#### What you will do
Which lines of the entries contain the string "ClientError"? Copy each of them.

#### Input data

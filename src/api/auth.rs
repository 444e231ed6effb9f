//! Authentication endpoints.

use reqwest::Method;
use serde::{Deserialize, Serialize};

use crate::client::{ApiClient, ClientError};

/// Login credentials. Captcha fields are only required when the backend
/// has captcha verification enabled.
#[derive(Debug, Clone, Serialize)]
#[serde(rename_all = "camelCase")]
pub struct LoginRequest {
    pub username: String,
    pub password: String,
    #[serde(skip_serializing_if = "Option::is_none")]
    pub captcha: Option<String>,
    #[serde(skip_serializing_if = "Option::is_none")]
    pub captcha_key: Option<String>,
}

impl LoginRequest {
    pub fn new(username: impl Into<String>, password: impl Into<String>) -> Self {
        Self {
            username: username.into(),
            password: password.into(),
            captcha: None,
            captcha_key: None,
        }
    }

    pub fn with_captcha(mut self, captcha: String, captcha_key: String) -> Self {
        self.captcha = Some(captcha);
        self.captcha_key = Some(captcha_key);
        self
    }
}

#[derive(Debug, Clone, Serialize)]
#[serde(rename_all = "camelCase")]
pub struct RegisterRequest {
    pub username: String,
    pub password: String,
    pub confirm_password: String,
    #[serde(skip_serializing_if = "Option::is_none")]
    pub email: Option<String>,
    #[serde(skip_serializing_if = "Option::is_none")]
    pub captcha: Option<String>,
    #[serde(skip_serializing_if = "Option::is_none")]
    pub captcha_key: Option<String>,
}

/// Profile of the authenticated user.
#[derive(Debug, Clone, Deserialize)]
#[serde(rename_all = "camelCase")]
pub struct UserInfo {
    pub user_id: i64,
    pub username: String,
    #[serde(default)]
    pub nickname: Option<String>,
    #[serde(default)]
    pub email: Option<String>,
    #[serde(default)]
    pub avatar: Option<String>,
    #[serde(default)]
    pub last_login_time: Option<String>,
}

/// Successful login payload: the bearer token plus its metadata and the
/// user's profile. Feed `token` into a
/// [`TokenStore`](crate::client::TokenStore) to authenticate later calls.
#[derive(Debug, Clone, Deserialize)]
#[serde(rename_all = "camelCase")]
pub struct LoginSession {
    pub token: String,
    #[serde(default)]
    pub token_name: Option<String>,
    #[serde(default)]
    pub token_prefix: Option<String>,
    /// Token lifetime in seconds.
    #[serde(default)]
    pub token_timeout: Option<i64>,
    pub user_info: UserInfo,
}

/// A captcha challenge: opaque key plus a base64-encoded image.
#[derive(Debug, Clone, Deserialize)]
#[serde(rename_all = "camelCase")]
pub struct Captcha {
    pub captcha_key: String,
    pub captcha_image: String,
}

impl ApiClient {
    /// `GET /auth/captcha` — fetch a captcha challenge for login/register.
    pub async fn captcha(&self) -> Result<Captcha, ClientError> {
        let req = self.request(Method::GET, "/auth/captcha").await;
        self.send::<Captcha>(req).await?.into_data()
    }

    /// `POST /auth/login` — exchange credentials for a session token.
    pub async fn login(&self, request: &LoginRequest) -> Result<LoginSession, ClientError> {
        let req = self.request(Method::POST, "/auth/login").await.json(request);
        self.send::<LoginSession>(req).await?.into_data()
    }

    /// `POST /auth/register` — create an account.
    pub async fn register(&self, request: &RegisterRequest) -> Result<(), ClientError> {
        let req = self
            .request(Method::POST, "/auth/register")
            .await
            .json(request);
        let _ = self.send::<serde_json::Value>(req).await?.into_result()?;
        Ok(())
    }

    /// `POST /auth/logout` — invalidate the current session server-side.
    /// The caller clears its own token store.
    pub async fn logout(&self) -> Result<(), ClientError> {
        let req = self.request(Method::POST, "/auth/logout").await;
        let _ = self.send::<serde_json::Value>(req).await?.into_result()?;
        Ok(())
    }

    /// `GET /auth/check` — whether the current token is still valid.
    pub async fn check_auth(&self) -> Result<bool, ClientError> {
        let req = self.request(Method::GET, "/auth/check").await;
        self.send::<bool>(req).await?.into_data()
    }

    /// `GET /auth/current-user-id` — id of the authenticated user.
    pub async fn current_user_id(&self) -> Result<i64, ClientError> {
        let req = self.request(Method::GET, "/auth/current-user-id").await;
        self.send::<i64>(req).await?.into_data()
    }
}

#### Result of this task
use crate::client::{ApiClient, ClientError};
    pub async fn captcha(&self) -> Result<Captcha, ClientError> {
    pub async fn login(&self, request: &LoginRequest) -> Result<LoginSession, ClientError> {
    pub async fn register(&self, request: &RegisterRequest) -> Result<(), ClientError> {
    pub async fn logout(&self) -> Result<(), ClientError> {
    pub async fn check_auth(&self) -> Result<bool, ClientError> {
    pub async fn current_user_id(&self) -> Result<i64, ClientError> {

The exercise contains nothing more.